The Associated Press3 also publicized similar reports from China and the U.K. A U.K. report put the figure at 66%, while a small study from Wuhan, China, put the ratio of deaths at 86%. Data presented by attorney Thomas Renz in 2021 showed that in Texas hospitals, 84.9% of patients died after more than 96 hours on a ventilator.4
The lowest figure I've seen is 50%.5 So, somewhere between 50% and 86% of all ventilated COVID patients died. Compare that to historical prepandemic ratios, where 30% to 40% of ventilated patients died.
High-Flow Cannulas and Proning Were Always More Effective
Meanwhile, doctors at UChicago Medicine reported6 getting "truly remarkable" results using high-flow nasal cannulas in lieu of ventilators. As noted in a press release:7
"High-flow nasal cannulas, or HFNCs, are non-invasive nasal prongs that sit below the nostrils and blow large volumes of warm, humidified oxygen into the nose and lungs.

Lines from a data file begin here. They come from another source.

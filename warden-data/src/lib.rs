pub mod entity;
pub mod error;
pub mod memory;
pub mod store;

pub use entity::{Entity, Permission, PermissionGraph, Role, RoleWithPermissions, SubjectFilter};
pub use error::DataError;
pub use memory::{InMemoryStore, QueryRecord};
pub use store::AuthorizationStore;

pub mod prelude {
    //! Re-exports of the most commonly used data types.
    pub use crate::{AuthorizationStore, DataError, Entity, InMemoryStore, Permission, Role};
}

A team from UChicago Medicine's emergency room took 24 COVID-19 patients who were in respiratory distress and gave them HFNCs instead of putting them on ventilators. The patients all fared extremely well, and only one of them required intubation after 10 days …
'Avoiding intubation is key,' [UChicago Medicine's Emergency Department's medical director Dr. Thomas] Spiegel said. 'Most of our colleagues around the city are not doing this, but I sure wish other ERs would take a look at this technique closely.'"
The UChicago team also endorsed proning, meaning lying in the face-down position, which automatically improves oxygenation and helps alleviate shortness of breath.
Yet despite these early indications that mechanical ventilation was as unnecessary as it was disastrous, placing COVID patients on life support is standard of care to this day, more than three years later. How could that be?
How China and the WHO Created Ventilator Hysteria
In a September 30, 2020, Substack article,8 journalist Jordan Schachtel described how China and the World Health Organization came up with and nurtured the idea that mechanical ventilation was the correct and necessary first-line response to COVID:
"In early March, when COVID-19 was ravaging western Europe and sounding alarm bells in the United States, the WHO released COVID-19 provider guidance9 documents to healthcare workers.
Citing experience 'based on current knowledge of the situation in China,' the WHO recommended mechanical ventilators as an early intervention for treating COVID-19 patients. The guidance recommended10 escalating quickly, if not immediately, to mechanical ventilation.
In doing so, they cited the guidance being presented by Chinese medical journals, which published papers in January and February claiming that 'Chinese expert consensus' called for 'invasive mechanical ventilation' as the 'first choice' for people with moderate to severe respiratory distress.
The WHO further justified this approach by claiming that the less invasive positive air pressure machines could result in the spread of aerosols, potentially infecting health care workers with the virus."
That last paragraph is perhaps the most shocking reason for why millions of COVID patients were sacrificed. They wanted to isolate the virus inside the mechanical vent machine rather than risk aerosol transmission.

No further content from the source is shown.